DEV Community

Aviad Rozenhek
Aviad Rozenhek

Posted on

Launching gemini-imagen: A CLI for Google Gemini Image Generation

Introduction

When Google released their Gemini 2.0 models with image generation capabilities, I was excited to try them out. But as a developer who lives in the terminal, I wanted something more than just copying code snippets from documentation. I wanted a tool that felt natural, powerful, and ready for real-world use.

So I built gemini-imagen — a comprehensive Python library and CLI for Google Gemini's image generation capabilities. In this article, I'll walk you through the journey of building this tool, the technical decisions I made, and the lessons I learned along the way.

The Vision

I had three main goals:

  1. Developer-friendly CLI — Something you can use directly from the terminal without writing any code
  2. Production-ready library — A Python API that's type-safe, async-first, and ready for integration
  3. Real-world features — S3 storage, observability with LangSmith, proper error handling, and configuration management

Starting Simple: The Core API

I started with the Python library first. The Google GenAI SDK provides the foundation, but I wanted to add a layer that made common tasks trivial.

Here's what the simplest use case looks like:

from gemini_imagen import GeminiImageGenerator

generator = GeminiImageGenerator()

result = await generator.generate(
    prompt="A serene Japanese garden with cherry blossoms",
    output_images=["garden.png"]
)

print(f"Image saved to: {result.image_location}")
Enter fullscreen mode Exit fullscreen mode

Type Safety with Pydantic

One of my early decisions was to use Pydantic v2 for all data validation.
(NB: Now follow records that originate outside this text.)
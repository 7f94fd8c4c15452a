//! Binary transformer
//!
//! Marks one compiled code unit: the type itself, then every direct method
//! and field. Nested types live in their own code units and are handled when
//! the archive reaches them.

use crate::error::{TransformError, TransformResult};
use crate::hierarchy::InheritanceProvider;
use crate::marker::{should_mark, AnnotationDescriptor, Marker};
use crate::report::{Category, UnitReport};
use deprecator_classfile::{
    add_visible_annotation, visible_annotations, Attribute, ClassFile, ClassFileResult, ClassFormat, ConstantPool,
};
use std::sync::Arc;

/// File suffix of compiled code units
pub const CODE_UNIT_SUFFIX: &str = ".class";

/// Whether an archive entry name denotes a compiled code unit
#[inline]
#[must_use]
pub fn is_code_unit(entry_name: &str) -> bool {
    entry_name.ends_with(CODE_UNIT_SUFFIX) && !entry_name.ends_with('/')
}

/// One compiled unit read from an archive
#[derive(Debug, Clone)]
pub struct CodeUnit {
    /// Archive entry name
    pub name: String,
    /// Modification time carried by the archive entry
    pub timestamp: zip::DateTime,
    /// Class-file bytes
    pub bytes: Vec<u8>,
}

impl CodeUnit {
    /// Same identity with new content
    #[must_use]
    pub fn with_bytes(self, bytes: Vec<u8>) -> Self {
        Self { bytes, ..self }
    }
}

/// Adds the deprecation marker to compiled code units
#[derive(Clone)]
pub struct BinaryTransformer {
    format: ClassFormat,
    hierarchy: Arc<dyn InheritanceProvider>,
    marker: Marker,
}

impl std::fmt::Debug for BinaryTransformer {
    fn fmt(&self, f: &mut std::fmt::Formatter<'_>) -> std::fmt::Result {
        f.debug_struct("BinaryTransformer")
            .field("format", &self.format)
            .finish_non_exhaustive()
    }
}

impl BinaryTransformer {
    /// Create a transformer for one job
    #[must_use]
    pub fn new(format: ClassFormat, hierarchy: Arc<dyn InheritanceProvider>) -> Self {
        Self {
            format,
            hierarchy,
            marker: Marker::binary(),
        }
    }

    /// Class-file versions this transformer accepts
    #[inline]
    #[must_use]
    pub fn format(&self) -> ClassFormat {
        self.format
    }

    /// Mark one code unit
    ///
    /// A unit that needs no marker is returned with its original bytes.
    ///
    /// # Errors
    /// Fails when the unit cannot be parsed or re-serialized
    pub fn transform(&self, unit: CodeUnit) -> TransformResult<(CodeUnit, UnitReport)> {
        let mut class = ClassFile::parse(&unit.bytes, self.format).map_err(|e| TransformError::class_file(&unit.name, e))?;
        let report = self
            .mark_class(&mut class)
            .map_err(|e| TransformError::class_file(&unit.name, e))?;

        if !report.changed() {
            tracing::debug!("{} already fully marked", unit.name);
            return Ok((unit, report));
        }

        let bytes = class.to_bytes().map_err(|e| TransformError::class_file(&unit.name, e))?;
        tracing::debug!(
            "Marked {}: {} declarations, {} overriding methods",
            unit.name,
            report.newly_marked(),
            report.overriding_methods
        );
        Ok((unit.with_bytes(bytes), report))
    }

    fn mark_class(&self, class: &mut ClassFile) -> ClassFileResult<UnitReport> {
        let owner = class.name().unwrap_or_default().to_string();
        let descriptor = self.marker.descriptor();
        let mut report = UnitReport::default();

        let ClassFile {
            constant_pool,
            attributes,
            methods,
            fields,
            ..
        } = class;

        let marked = mark_attributes(attributes, constant_pool, descriptor)?;
        report.record(Category::Type, marked);

        for method in methods.iter_mut() {
            let marked = mark_attributes(&mut method.attributes, constant_pool, descriptor)?;
            report.record(Category::Method, marked);
            if !marked {
                continue;
            }
            let (Some(name), Some(desc)) = (method.name(constant_pool), method.descriptor(constant_pool)) else {
                continue;
            };
            if self.hierarchy.overrides(&owner, name, desc) {
                tracing::debug!("{}.{}{} overrides an inherited method", owner, name, desc);
                report.overriding_methods += 1;
            }
        }

        for field in fields.iter_mut() {
            let marked = mark_attributes(&mut field.attributes, constant_pool, descriptor)?;
            report.record(Category::Field, marked);
        }

        Ok(report)
    }
}

/// Append the marker to one attribute table unless it is already there
fn mark_attributes(attributes: &mut Vec<Attribute>, pool: &mut ConstantPool, descriptor: &str) -> ClassFileResult<bool> {
    let existing = visible_annotations(attributes, pool)?;
    let needed = should_mark(existing.iter().filter_map(|a| a.descriptor(pool)).map(AnnotationDescriptor));
    if needed {
        add_visible_annotation(attributes, pool, descriptor)?;
    }
    Ok(needed)
}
This gives users immediate feedback if they pass invalid parameters, and enables excellent IDE autocomplete.

from pydantic import BaseModel, Field

class GenerationResult(BaseModel):
    """Result from image generation."""

    text: Optional[str] = Field(None, description="Generated text response")
    image_locations: List[str] = Field(default_factory=list, description="Local file paths")
    image_s3_uris: List[str] = Field(default_factory=list, description="S3 URIs")
    image_http_urls: List[str] = Field(default_factory=list, description="Public HTTP URLs")
    model: str = Field(description="Model used for generation")
Enter fullscreen mode Exit fullscreen mode

Type hints everywhere meant fewer bugs and better developer experience.

Async from Day One

Modern Python is async, and image generation involves I/O-heavy operations (downloading images, uploading to S3). Making everything async from the start was crucial:

async def generate(
    self,
    prompt: str,
    input_images: Optional[List[ImageSource]] = None,
    output_images: Optional[List[OutputImageSpec]] = None,
    **kwargs
) -> GenerationResult:
    # Load input images in parallel
    if input_images:
        loaded_images = await asyncio.gather(*[
            self._load_image(img) for img in input_images
        ])

    # Generate
    result = await self._call_api(...)

    # Save output images in parallel
    if output_images:
        await asyncio.gather(*[
            self._save_image(img, path) for img, path in zip(...)
        ])
Enter fullscreen mode Exit fullscreen mode

This parallelization made the library 5x faster when working with multiple images.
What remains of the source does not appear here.